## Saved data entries
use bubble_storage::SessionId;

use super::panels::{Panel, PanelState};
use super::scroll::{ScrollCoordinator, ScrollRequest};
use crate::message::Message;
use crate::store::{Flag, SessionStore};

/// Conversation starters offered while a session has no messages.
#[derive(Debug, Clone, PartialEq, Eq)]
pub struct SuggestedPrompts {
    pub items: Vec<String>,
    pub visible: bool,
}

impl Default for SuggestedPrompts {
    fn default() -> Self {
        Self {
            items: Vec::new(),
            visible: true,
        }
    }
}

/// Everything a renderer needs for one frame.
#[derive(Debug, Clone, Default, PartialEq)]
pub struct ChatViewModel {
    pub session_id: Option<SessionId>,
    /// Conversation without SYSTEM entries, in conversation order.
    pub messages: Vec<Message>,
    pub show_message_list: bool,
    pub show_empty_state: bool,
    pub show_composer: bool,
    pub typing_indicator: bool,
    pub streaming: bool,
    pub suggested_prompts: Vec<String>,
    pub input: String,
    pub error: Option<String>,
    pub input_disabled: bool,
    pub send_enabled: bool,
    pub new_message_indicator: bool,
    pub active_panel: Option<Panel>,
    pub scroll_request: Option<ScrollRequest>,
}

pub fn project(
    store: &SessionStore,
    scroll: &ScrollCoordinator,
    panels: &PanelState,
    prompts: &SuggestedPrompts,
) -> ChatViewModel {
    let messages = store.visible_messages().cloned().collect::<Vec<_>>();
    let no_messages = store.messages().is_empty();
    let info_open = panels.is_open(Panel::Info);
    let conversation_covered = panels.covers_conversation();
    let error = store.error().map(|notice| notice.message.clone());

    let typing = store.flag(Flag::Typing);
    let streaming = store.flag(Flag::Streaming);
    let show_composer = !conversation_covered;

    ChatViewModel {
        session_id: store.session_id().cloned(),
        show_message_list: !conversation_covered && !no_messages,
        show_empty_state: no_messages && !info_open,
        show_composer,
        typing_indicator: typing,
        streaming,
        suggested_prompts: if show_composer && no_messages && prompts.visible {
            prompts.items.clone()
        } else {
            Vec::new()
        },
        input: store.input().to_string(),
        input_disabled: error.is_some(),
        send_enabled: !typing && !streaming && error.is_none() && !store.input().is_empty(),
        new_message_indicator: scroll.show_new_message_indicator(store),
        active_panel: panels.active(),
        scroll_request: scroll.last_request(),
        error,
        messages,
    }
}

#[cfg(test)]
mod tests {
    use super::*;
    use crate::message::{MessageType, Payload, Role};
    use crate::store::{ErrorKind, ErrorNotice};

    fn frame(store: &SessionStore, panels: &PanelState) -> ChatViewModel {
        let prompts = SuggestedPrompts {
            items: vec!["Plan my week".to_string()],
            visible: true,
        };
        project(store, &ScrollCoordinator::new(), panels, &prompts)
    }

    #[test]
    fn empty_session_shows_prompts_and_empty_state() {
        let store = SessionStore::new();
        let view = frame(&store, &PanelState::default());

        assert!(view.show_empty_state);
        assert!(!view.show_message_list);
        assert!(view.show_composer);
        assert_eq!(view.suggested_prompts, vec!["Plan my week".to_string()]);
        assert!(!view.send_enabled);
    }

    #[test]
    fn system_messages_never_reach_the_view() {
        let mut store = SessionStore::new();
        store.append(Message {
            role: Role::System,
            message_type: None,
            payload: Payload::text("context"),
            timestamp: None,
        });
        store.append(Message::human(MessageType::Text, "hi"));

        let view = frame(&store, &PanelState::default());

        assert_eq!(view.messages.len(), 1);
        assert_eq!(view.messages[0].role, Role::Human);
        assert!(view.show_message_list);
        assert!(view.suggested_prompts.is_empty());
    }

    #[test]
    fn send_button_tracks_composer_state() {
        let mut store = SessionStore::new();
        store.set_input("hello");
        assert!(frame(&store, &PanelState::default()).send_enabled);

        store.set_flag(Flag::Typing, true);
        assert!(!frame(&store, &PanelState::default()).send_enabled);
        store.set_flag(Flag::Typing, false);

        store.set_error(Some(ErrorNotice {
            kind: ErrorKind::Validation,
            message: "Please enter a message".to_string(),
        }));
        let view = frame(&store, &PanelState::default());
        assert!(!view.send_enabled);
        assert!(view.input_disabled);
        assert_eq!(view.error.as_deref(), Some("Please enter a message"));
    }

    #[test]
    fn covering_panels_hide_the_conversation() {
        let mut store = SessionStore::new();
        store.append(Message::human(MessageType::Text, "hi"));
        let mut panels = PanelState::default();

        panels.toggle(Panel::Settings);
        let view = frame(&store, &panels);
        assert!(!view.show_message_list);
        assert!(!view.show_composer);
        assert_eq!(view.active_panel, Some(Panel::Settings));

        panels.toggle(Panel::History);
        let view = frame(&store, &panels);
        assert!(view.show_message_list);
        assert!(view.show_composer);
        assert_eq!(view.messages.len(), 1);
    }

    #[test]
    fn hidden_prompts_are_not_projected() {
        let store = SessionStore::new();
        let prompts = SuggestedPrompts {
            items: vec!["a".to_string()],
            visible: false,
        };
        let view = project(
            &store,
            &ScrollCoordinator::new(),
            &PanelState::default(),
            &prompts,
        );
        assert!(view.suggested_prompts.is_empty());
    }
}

## Assignment
Go line by line through the records and copy those that contain the word "super".

## Response to this task
use super::panels::{Panel, PanelState};
use super::scroll::{ScrollCoordinator, ScrollRequest};
    use super::*;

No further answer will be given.